The ELISA technique used for quantitative measurement of serum cytokines uses which specific variant to achieve the highest sensitivity for detecting low concentrations?
- A Indirect ELISA — secondary enzyme-conjugated anti-IgG antibody amplifies signal
- B Competitive ELISA — standard antigen competes with sample antigen for enzyme-conjugated antibody
- C Sandwich (capture) ELISA with matched antibody pairs — antigen captured between two antibodies provides high specificity and sensitivity ✓
- D Direct ELISA — enzyme-conjugated primary antibody directly detects the cytokine
Explanation
Sandwich ELISA (double-antibody sandwich ELISA) is the most widely used format for quantifying cytokines, growth factors, and other proteins in serum/plasma because of its superior sensitivity and specificity.

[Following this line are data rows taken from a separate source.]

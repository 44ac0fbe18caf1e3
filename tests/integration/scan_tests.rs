//! End-to-end scans over hand-written mount tables.

use assert_cmd::prelude::*;
use predicates::prelude::*;

use crate::util::{mount_table, no_cfg_localdf_command};

fn total_line(stdout: &[u8]) -> String {
    String::from_utf8_lossy(stdout)
        .lines()
        .find(|line| line.starts_with("total: "))
        .unwrap()
        .to_string()
}

#[test]
fn test_missing_mount_table() {
    no_cfg_localdf_command()
        .arg("--mounts")
        .arg("./tests/this/mount/table/does/not/exist")
        .assert()
        .success()
        .stdout(predicate::str::diff("total: 0\nfree: 0\n"));
}

#[test]
fn test_only_ineligible_mounts() {
    let mounts = mount_table(indoc::indoc! {"
        garbage
        proc /proc proc rw,nosuid,nodev,noexec,relatime 0 0
        tmpfs /run tmpfs rw,nosuid,nodev 0 0
        /dev/sda1 / ext4 ro,relatime 0 0
        host:/export / nfs4 rw 0 0
        /dev/sdc1 / nfs rw 0 0
        //server/share / smbfs rw 0 0
    "});

    no_cfg_localdf_command()
        .arg("--mounts")
        .arg(mounts.path())
        .assert()
        .success()
        .stdout(predicate::str::diff("total: 0\nfree: 0\n"));
}

#[test]
fn test_unreadable_mount_point() {
    let mounts = mount_table("/dev/sdz9 /this/mount/point/does/not/exist ext4 rw 0 0\n");

    no_cfg_localdf_command()
        .arg("--mounts")
        .arg(mounts.path())
        .assert()
        .success()
        .stdout(predicate::str::diff("total: 0\nfree: 0\n"));
}

#[cfg(unix)]
#[test]
fn test_duplicate_device_counted_once() {
    let single = mount_table("/dev/localdf-test / ext4 rw 0 0\n");
    let doubled = mount_table(indoc::indoc! {"
        /dev/localdf-test / ext4 rw 0 0
        /dev/localdf-test / ext4 rw,relatime 0 0
    "});

    let single = no_cfg_localdf_command()
        .arg("--mounts")
        .arg(single.path())
        .output()
        .unwrap();
    let doubled = no_cfg_localdf_command()
        .arg("--mounts")
        .arg(doubled.path())
        .output()
        .unwrap();

    assert!(single.status.success());
    assert!(doubled.status.success());
    assert_eq!(total_line(&single.stdout), total_line(&doubled.stdout));
}

#[cfg(unix)]
#[test]
fn test_distinct_devices_are_summed() {
    let single = mount_table("/dev/localdf-a / ext4 rw 0 0\n");
    let two = mount_table(indoc::indoc! {"
        /dev/localdf-a / ext4 rw 0 0
        /dev/localdf-b / ext4 rw 0 0
    "});

    let parse_total = |stdout: &[u8]| -> u64 {
        total_line(stdout)
            .trim_start_matches("total: ")
            .parse()
            .unwrap()
    };

    let single = no_cfg_localdf_command()
        .arg("--mounts")
        .arg(single.path())
        .output()
        .unwrap();
    let two = no_cfg_localdf_command()
        .arg("--mounts")
        .arg(two.path())
        .output()
        .unwrap();

    let single = parse_total(&single.stdout);
    let two = parse_total(&two.stdout);

    // Rounding happens once, after summing.
    assert!(two == single * 2 || two == single * 2 + 1);
}

#[cfg(feature = "logging")]
#[test]
fn test_log_file() {
    let dir = tempfile::tempdir().unwrap();
    let log_file = dir.path().join("localdf.log");

    no_cfg_localdf_command()
        .arg("--mounts")
        .arg("./tests/this/mount/table/does/not/exist")
        .arg("--log-file")
        .arg(&log_file)
        .assert()
        .success();

    let contents = std::fs::read_to_string(&log_file).unwrap();
    assert!(contents.contains("Unable to open"));
}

A capture antibody (specific for one epitope) is coated on the plate; the sample antigen binds to it; a second detection antibody (specific for a different epitope on the same antigen) conjugated with enzyme (HRP or AP) then binds to form a 'sandwich'. Signal amplification can be further enhanced with streptavidin-biotin (for biotinylated secondary antibody). Indirect ELISA detects antibodies (not antigen quantitation for cytokines). Direct ELISA is less sensitive because only one antibody amplifies signal. Competitive ELISA is used for small haptens/molecules with single epitopes.
Reference: Ananthanarayan & Paniker's Textbook of Microbiology, 11th ed.